Where do you see the Friday Institute in five years?

I think it’s important to recognize that the Friday Institute, it’s not a person, it’s not a director, it’s not a personality. The Friday Institute is a community, and it’s a community that centers on this really articulate and specific kind of mission. The mission is that we want to see amazing things happen in classrooms and in education. We care a lot about a future and in some ways we care a lot about a future that we ourselves can’t even imagine yet. So in five years as we‘ve crossed the threshold past the 20th year and we’re thinking through what does it look like to look at the 30th year of the Friday Institute, I think some of the things are going to be really unchanged. We’re going to still keep doing the work of innovation. We’re going to still keep doing the work of equity. We’re going to still keep doing the work that makes the Friday Institute the Friday Institute.

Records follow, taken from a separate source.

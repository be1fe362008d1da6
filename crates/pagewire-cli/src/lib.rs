//! pagewire CLI - build plans for multi-page bundler setups.
//!
//! # Architecture
//!
//! - [`cli`] - Argument definitions (clap derive)
//! - [`commands`] - `plan`, `check`, `clean` and `init`
//! - [`config`] - Layered configuration loading for commands
//! - [`error`] - CLI error types with actionable hints
//! - [`logger`] - `tracing` subscriber setup
//! - [`ui`] - Status lines and plan summaries on stderr
//!
//! # Example
//!
//! ```rust,no_run
//! use pagewire_cli::cli::PlanArgs;
//! use pagewire_cli::commands::plan_execute;
//!
//! # async fn run() -> pagewire_cli::Result<()> {
//! pagewire_cli::logger::init_logger(false, false, false);
//! plan_execute(PlanArgs::default()).await?;
//! # Ok(())
//! # }
//! ```

pub mod cli;
pub mod commands;
pub mod config;
pub mod error;
pub mod logger;
pub mod ui;

pub use error::{BuildError, CliError, ConfigError, Result, ResultExt};
//! File-based config discovery and layered loading for CLI use
//!
//! Handles finding pagewire configuration files and merging them with
//! defaults, `PAGEWIRE_*` environment variables and caller overrides.

use std::fs;
use std::path::{Path, PathBuf};

use figment::{
    Figment,
    providers::{Env, Serialized},
};
use serde_json::Value;

use crate::config::{PagewireConfig, apply_profile, normalize_keys};
use crate::error::{ConfigError, Result};

/// Prefix for environment overrides. Nested keys use `__`:
/// `PAGEWIRE_OUTPUT__OUTPUT_ROOT=public`.
pub const ENV_PREFIX: &str = "PAGEWIRE_";

/// File-based configuration discovery
///
/// Searches for pagewire configuration files in conventional locations and
/// loads them.
///
/// # Example
///
/// ```no_run
/// use pagewire_config::ConfigDiscovery;
///
/// let discovery = ConfigDiscovery::new(".");
/// let config = discovery.load().unwrap();
/// ```
pub struct ConfigDiscovery {
    root: PathBuf,
}

impl ConfigDiscovery {
    /// Create a new config discovery with a root directory
    pub fn new(root: impl AsRef<Path>) -> Self {
        Self {
            root: root.as_ref().to_path_buf(),
        }
    }

    /// Find a config file in the root directory
    ///
    /// Searches in this order:
    /// 1. pagewire.toml
    /// 2. pagewire.json
    /// 3. package.json (pagewire field)
    pub fn find(&self) -> Option<PathBuf> {
        for name in ["pagewire.toml", "pagewire.json"] {
            let path = self.root.join(name);
            if path.is_file() {
                return Some(path);
            }
        }

        let pkg_path = self.root.join("package.json");
        if pkg_path.is_file() {
            if let Ok(content) = fs::read_to_string(&pkg_path) {
                if let Ok(parsed) = serde_json::from_str::<Value>(&content) {
                    if parsed.get("pagewire").is_some_and(|v| !v.is_null()) {
                        return Some(pkg_path);
                    }
                }
            }
        }

        None
    }

    /// Load config from the discovered file
    ///
    /// # Errors
    ///
    /// Returns `ConfigError::NotFound` if no config file is found.
    pub fn load(&self) -> Result<PagewireConfig> {
        let path = self
            .find()
            .ok_or_else(|| ConfigError::NotFound(self.root.clone()))?;
        PagewireConfig::from_value(read_config_value(&path)?)
    }

    /// Load config with profile merging
    pub fn load_with_profile(&self, profile: &str) -> Result<PagewireConfig> {
        self.load()?.materialize_profile(Some(profile))
    }
}

/// Read a config file into a raw JSON value.
///
/// The format is chosen by file name: `package.json` (its `pagewire` field),
/// `*.json` or `*.toml`.
pub fn read_config_value(path: &Path) -> Result<Value> {
    if !path.is_file() {
        return Err(ConfigError::NotFound(path.to_path_buf()));
    }

    if path.file_name() == Some(std::ffi::OsStr::new("package.json")) {
        return read_package_json(path);
    }

    let content = fs::read_to_string(path)?;
    match path.extension().and_then(|ext| ext.to_str()) {
        Some("toml") => {
            let toml_val: toml::Value =
                toml::from_str(&content).map_err(|e| ConfigError::InvalidValue {
                    field: "toml".to_string(),
                    hint: Some(format!("Invalid TOML syntax: {}", e)),
                })?;
            serde_json::to_value(toml_val).map_err(|e| ConfigError::InvalidValue {
                field: "toml".to_string(),
                hint: Some(format!("TOML to JSON conversion failed: {}", e)),
            })
        }
        Some("json") => serde_json::from_str(&content).map_err(|e| ConfigError::InvalidValue {
            field: "json".to_string(),
            hint: Some(format!("Invalid JSON: {}", e)),
        }),
        other => Err(ConfigError::UnsupportedFormat(
            other.unwrap_or("<none>").to_string(),
        )),
    }
}

fn read_package_json(path: &Path) -> Result<Value> {
    let content = fs::read_to_string(path)?;

    let parsed: Value = serde_json::from_str(&content).map_err(|e| ConfigError::InvalidValue {
        field: "package.json".to_string(),
        hint: Some(format!("Invalid JSON: {}", e)),
    })?;

    match parsed.get("pagewire") {
        Some(Value::Null) | None => Err(ConfigError::InvalidValue {
            field: "pagewire".to_string(),
            hint: Some("Add a 'pagewire' field to your package.json".to_string()),
        }),
        Some(value) => Ok(value.clone()),
    }
}

/// Layered configuration loader.
///
/// Priority (highest last): defaults, config file (with the selected profile
/// merged in), `PAGEWIRE_*` environment, explicit overrides.
///
/// # Example
///
/// ```no_run
/// use pagewire_config::ConfigLoader;
/// use serde_json::json;
///
/// let config = ConfigLoader::new(".")
///     .profile(Some("production"))
///     .overrides(json!({ "output": { "output_root": "public" } }))
///     .load()
///     .unwrap();
/// ```
#[derive(Debug, Clone)]
pub struct ConfigLoader {
    root: PathBuf,
    file: Option<PathBuf>,
    profile: Option<String>,
    overrides: Option<Value>,
    use_env: bool,
}

impl ConfigLoader {
    pub fn new(root: impl AsRef<Path>) -> Self {
        Self {
            root: root.as_ref().to_path_buf(),
            file: None,
            profile: None,
            overrides: None,
            use_env: true,
        }
    }

    /// Use an explicit config file instead of discovery.
    pub fn file(mut self, path: Option<impl Into<PathBuf>>) -> Self {
        self.file = path.map(Into::into);
        self
    }

    pub fn profile(mut self, profile: Option<impl Into<String>>) -> Self {
        self.profile = profile.map(Into::into);
        self
    }

    /// Values merged last (typically CLI flags).
    pub fn overrides(mut self, overrides: Value) -> Self {
        self.overrides = Some(overrides);
        self
    }

    /// Skip the `PAGEWIRE_*` environment layer.
    pub fn without_env(mut self) -> Self {
        self.use_env = false;
        self
    }

    /// The config file that `load` would read, if any.
    pub fn config_file(&self) -> Option<PathBuf> {
        match &self.file {
            Some(path) if path.is_absolute() => Some(path.clone()),
            Some(path) => Some(self.root.join(path)),
            None => ConfigDiscovery::new(&self.root).find(),
        }
    }

    pub fn load(&self) -> Result<PagewireConfig> {
        let mut figment = Figment::new().merge(Serialized::defaults(PagewireConfig::default()));

        let mut file_value = match self.config_file() {
            Some(path) => {
                tracing::debug!(path = %path.display(), "loading config file");
                normalize_keys(read_config_value(&path)?)
            }
            None => Value::Object(Default::default()),
        };

        if let Some(profile) = &self.profile {
            tracing::debug!(profile = %profile, "applying config profile");
            apply_profile(&mut file_value, profile)?;
        }
        figment = figment.merge(Serialized::defaults(file_value));

        if self.use_env {
            figment = figment.merge(Env::prefixed(ENV_PREFIX).split("__"));
        }

        if let Some(overrides) = &self.overrides {
            figment = figment.merge(Serialized::defaults(normalize_keys(overrides.clone())));
        }

        Ok(figment.extract()?)
    }
}

#[cfg(test)]
mod tests {
    use super::*;
    use serde_json::json;
    use std::fs;
    use tempfile::TempDir;

    #[test]
    fn find_returns_none_when_no_config() {
        let dir = TempDir::new().unwrap();
        let discovery = ConfigDiscovery::new(dir.path());
        assert!(discovery.find().is_none());
    }

    #[test]
    fn find_prefers_toml_over_json() {
        let dir = TempDir::new().unwrap();
        fs::write(dir.path().join("pagewire.json"), "{}").unwrap();
        fs::write(dir.path().join("pagewire.toml"), "").unwrap();

        let found = ConfigDiscovery::new(dir.path()).find().unwrap();
        assert_eq!(found, dir.path().join("pagewire.toml"));
    }

    #[test]
    fn find_ignores_package_json_without_field() {
        let dir = TempDir::new().unwrap();
        fs::write(dir.path().join("package.json"), r#"{ "name": "site" }"#).unwrap();
        assert!(ConfigDiscovery::new(dir.path()).find().is_none());
    }

    #[test]
    fn load_returns_not_found_when_no_config() {
        let dir = TempDir::new().unwrap();
        let result = ConfigDiscovery::new(dir.path()).load();
        assert!(matches!(result.unwrap_err(), ConfigError::NotFound(_)));
    }

    #[test]
    fn load_parses_toml_config() {
        let dir = TempDir::new().unwrap();
        fs::write(
            dir.path().join("pagewire.toml"),
            r#"
[entries]
pattern = "src/pages/*/main.js"
naming = "directory"
"#,
        )
        .unwrap();

        let config = ConfigDiscovery::new(dir.path()).load().unwrap();
        assert_eq!(config.entries.pattern, "src/pages/*/main.js");
        assert_eq!(config.entries.naming, crate::NamingScheme::Directory);
    }

    #[test]
    fn load_from_package_json() {
        let dir = TempDir::new().unwrap();
        fs::write(
            dir.path().join("package.json"),
            r#"{
                "name": "site",
                "pagewire": {
                    "output": { "publicPath": "http://localhost:8888/" }
                }
            }"#,
        )
        .unwrap();

        let config = ConfigDiscovery::new(dir.path()).load().unwrap();
        assert_eq!(
            config.output.public_path.as_deref(),
            Some("http://localhost:8888/")
        );
    }

    #[test]
    fn unsupported_extension_is_rejected() {
        let dir = TempDir::new().unwrap();
        let path = dir.path().join("pagewire.yaml");
        fs::write(&path, "entries: {}").unwrap();

        let err = read_config_value(&path).unwrap_err();
        assert!(matches!(err, ConfigError::UnsupportedFormat(ext) if ext == "yaml"));
    }

    #[test]
    fn load_with_profile_accepts_camel_case_bodies() {
        let dir = TempDir::new().unwrap();
        let raw = json!({
            "output": { "outputRoot": "public" },
            "profiles": {
                "prod": { "output": { "manifestChunkName": "runtime" } }
            }
        });
        fs::write(dir.path().join("pagewire.json"), raw.to_string()).unwrap();

        let config = ConfigDiscovery::new(dir.path())
            .load_with_profile("prod")
            .unwrap();
        assert_eq!(config.output.output_root, PathBuf::from("public"));
        assert_eq!(config.output.manifest_chunk_name, "runtime");
    }
}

The Friday Institute–it’s not a person, it’s not a director, it’s not a personality. The Friday Institute is a community.

The Friday Institute is very much a nexus of ideas, technologies, innovations, approaches, initiatives, partnerships—all of that adds up to something that’s more than any of those individual things. In the future of the Friday Institute, I hope that what the Friday Institute does is to continue to do what it’s always done—be an innovative partner for a classroom, for a district, for the state of North Carolina, and that’s at the forefront leading the nation in what can be done in classrooms with the right kinds of innovations, partnerships, resources and ideas. 

You are senior personnel for the AI Institute for Engaged Learning at NC State. How do you think AI can best be used by educators?

I think that we are just at the precipice of starting to explore how artificial intelligence can support the work of teaching and the practice of teaching, both from the perspective of handing off some tasks in the classroom to artificial intelligence but also learning from artificial intelligence what’s happening, giving special lens and insight into a team or an individual, what their learning looks like, what their pathways look like, so teachers’ interactions and engagement with kids is targeted. It’s informed and puts data and actionable information into the hands of teachers.